Friday, May 13, 2011


Regular readers of Psycho-Gourmet will know that I have a great affection both for art and for interestingly shaped potatoes.  But given how many potatoes there are in the world, and given how many I personally eat, it surprises me just how few quirky or interestingly shaped potatoes I ever find.  However, last week, in my bag of Yukon Golds I discovered this wonderful heart-shaped potato.

It was actually even more heart shaped than it looks in the picture – oh for a bit of 3D.  I kept it for a while but, you know, a potato only has a certain amount of life in it, so I decided I should eat it, and with some judicious cutting and frying I did manage to come up with a couple of vaguely heart-shaped potato slices.

I’m not claiming that this is great food art, or even potato art.  For that may I direct you to a Beirut-based artist named Ginou Choueiri, who makes potato-based artifacts that look like this.

The information I have says that he draws the faces on the potatoes, though I must say, looking at them I wonder whether it isn’t some kind of photographic process that puts them there.  Anyway, the coming together of the flaws in the skin of the potato and the features of the human face is somehow very alarming yet very compelling.

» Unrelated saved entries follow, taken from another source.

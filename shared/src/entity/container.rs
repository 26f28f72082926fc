use std::collections::{btree_map, BTreeMap};

use crate::EntityId;

/// Load state of a single Container entry
#[derive(Clone, Copy, Debug, Eq, PartialEq)]
pub enum Slot {
    /// The id is known, the child's content is not loaded
    Unloaded,
    /// The child Entity is present in the instance table
    Loaded,
}

impl Slot {
    pub fn is_loaded(&self) -> bool {
        matches!(self, Slot::Loaded)
    }
}

/// An id-keyed dictionary of child Entities. A key that is present maps to
/// either a loaded child or an unloaded placeholder; absence means the key
/// does not exist.
#[derive(Clone, Debug, Default, Eq, PartialEq)]
pub struct Container {
    slots: BTreeMap<EntityId, Slot>,
}

impl Container {
    pub fn new() -> Self {
        Self::default()
    }

    pub fn len(&self) -> usize {
        self.slots.len()
    }

    pub fn is_empty(&self) -> bool {
        self.slots.is_empty()
    }

    pub fn contains(&self, key: &EntityId) -> bool {
        self.slots.contains_key(key)
    }

    pub fn slot(&self, key: &EntityId) -> Option<Slot> {
        self.slots.get(key).copied()
    }

    pub fn is_loaded(&self, key: &EntityId) -> bool {
        self.slot(key).map(|slot| slot.is_loaded()).unwrap_or(false)
    }

    /// Returns true if every key maps to a loaded child
    pub fn all_loaded(&self) -> bool {
        self.slots.values().all(Slot::is_loaded)
    }

    pub fn keys(&self) -> impl Iterator<Item = &EntityId> {
        self.slots.keys()
    }

    pub fn loaded_keys(&self) -> impl Iterator<Item = &EntityId> {
        self.slots
            .iter()
            .filter(|(_, slot)| slot.is_loaded())
            .map(|(key, _)| key)
    }

    pub fn iter(&self) -> btree_map::Iter<'_, EntityId, Slot> {
        self.slots.iter()
    }

    pub fn insert(&mut self, key: EntityId, slot: Slot) -> Option<Slot> {
        self.slots.insert(key, slot)
    }

    pub fn remove(&mut self, key: &EntityId) -> Option<Slot> {
        self.slots.remove(key)
    }

    /// Marks an existing key as loaded, returns false if the key is absent
    pub fn mark_loaded(&mut self, key: &EntityId) -> bool {
        match self.slots.get_mut(key) {
            Some(slot) => {
                *slot = Slot::Loaded;
                true
            }
            None => false,
        }
    }
}

impl FromIterator<(EntityId, Slot)> for Container {
    fn from_iter<I: IntoIterator<Item = (EntityId, Slot)>>(iter: I) -> Self {
        Self {
            slots: iter.into_iter().collect(),
        }
    }
}
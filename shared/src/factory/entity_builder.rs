use std::any::TypeId;

use serde_json::{Map, Value};

use crate::{Entity, EntityError};

/// Finishes construction of an Entity of one class.
///
/// The factory builds the node (header, typed properties, children) from the
/// validated record, then hands it to the builder registered for its class.
/// Builders are compared by concrete type: registering the same builder type
/// twice for a class is a no-op.
pub trait EntityBuilder: 'static {
    fn build(&self, entity: Entity, _record: &Map<String, Value>) -> Result<Entity, EntityError> {
        Ok(entity)
    }

    fn builder_type(&self) -> TypeId {
        TypeId::of::<Self>()
    }
}

/// Builder for classes defined by their schema alone
#[derive(Clone, Copy, Debug, Default)]
pub struct DefaultBuilder;

impl EntityBuilder for DefaultBuilder {}
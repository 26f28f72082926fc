use std::collections::BTreeMap;

use serde::Serialize;
use serde_json::Value;

/// Structural kind of a property, derived from its schema
#[derive(Clone, Debug, Eq, PartialEq, Serialize)]
#[serde(tag = "kind", rename_all = "camelCase")]
pub enum PropertyShape {
    Scalar,
    #[serde(rename_all = "camelCase")]
    Entity { class_name: String },
    #[serde(rename_all = "camelCase")]
    Container { class_name: String },
    /// `item_class` is set when the elements are entities
    #[serde(rename_all = "camelCase")]
    List { item_class: Option<String> },
}

#[derive(Clone, Debug, PartialEq, Serialize)]
#[serde(rename_all = "camelCase")]
pub struct PropertySchema {
    pub name: String,
    pub shape: PropertyShape,
    #[serde(skip_serializing_if = "Option::is_none")]
    pub json_type: Option<String>,
    #[serde(skip_serializing_if = "Option::is_none")]
    pub default: Option<Value>,
    #[serde(rename = "const", skip_serializing_if = "Option::is_none")]
    pub constant: Option<Value>,
    pub required: bool,
    pub view_only: bool,
    pub volatile: bool,
    pub hidden: bool,
}

impl PropertySchema {
    /// Value a missing property is back-filled with: `const` wins over `default`
    pub fn fill_value(&self) -> Option<&Value> {
        self.constant.as_ref().or(self.default.as_ref())
    }
}

/// Flattened description of a class for tooling (forms, inspectors) and for
/// the entity model, which reads property shapes off it
#[derive(Clone, Debug, PartialEq, Serialize)]
#[serde(rename_all = "camelCase")]
pub struct SimplifiedSchema {
    pub class_name: String,
    pub is_abstract: bool,
    pub properties: BTreeMap<String, PropertySchema>,
}

impl SimplifiedSchema {
    pub fn property(&self, name: &str) -> Option<&PropertySchema> {
        self.properties.get(name)
    }

    pub fn shape(&self, name: &str) -> Option<&PropertyShape> {
        self.properties.get(name).map(|property| &property.shape)
    }

    /// Properties that generic UI should show
    pub fn visible_properties(&self) -> impl Iterator<Item = &PropertySchema> {
        self.properties.values().filter(|property| !property.hidden)
    }

    pub fn is_view_only(&self, name: &str) -> bool {
        self.property(name).map(|p| p.view_only).unwrap_or(false)
    }

    pub fn is_volatile(&self, name: &str) -> bool {
        self.property(name).map(|p| p.volatile).unwrap_or(false)
    }

    pub fn to_value(&self) -> Value {
        serde_json::to_value(self).unwrap_or(Value::Null)
    }
}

Which reminds me of an idea I had when I lived in New York.  As I walked down Lower Broadway I used to see these guys with little street stalls offering to write your name on a grain of rice.  I’m sure they don’t only exist in New York. There was no trick to it, the guys were just very careful and skillful, and they obviously had very steady hands.

But I thought it would be cool to set myself up in competition, and because I have an Irish heritage, I’d set up a stall that said, “Your name on a potato!”  And because the Irish are so well-loved in New York, how could it have failed?  It would have been best of all if your name was Spud.

There are a great many things I don’t understand about the restaurant business, but high on the list of mysteries is the success of the spud-u-like chain in Britain (OK I’m using the word restaurant pretty loosely here).

The business model is fairly amazing – you take a big cheap potato, fill it with something else almost as cheap – baked beans, coleslaw, egg mayonnaise - and then they can sell it at an incredible mark up, for 3 or 4 quid per spud.  Sounds like a recipe to print money, but how can customers not feel ripped off?

And I used to think that spud-u-like was the worst possible name for a restaurant but these days I think it’s kind of brilliant.  Even just typing it is a kind of silly pleasure.  It’s a bad name, a ridiculous name, a jokey name, but that’s OK because everybody’s in on the joke. 

I think a little humour with your food is no bad thing.  I love this very humble sandwich bar, near to Liverpool Street station:  

You just know that all the local office workers have conversations along these lines:  One  says, “Shall we have lunch at the Ritz today?”  And the other one says, “I don’t know, I’m bored with the Ritz, let’s try the Savoy.”  How we laughed.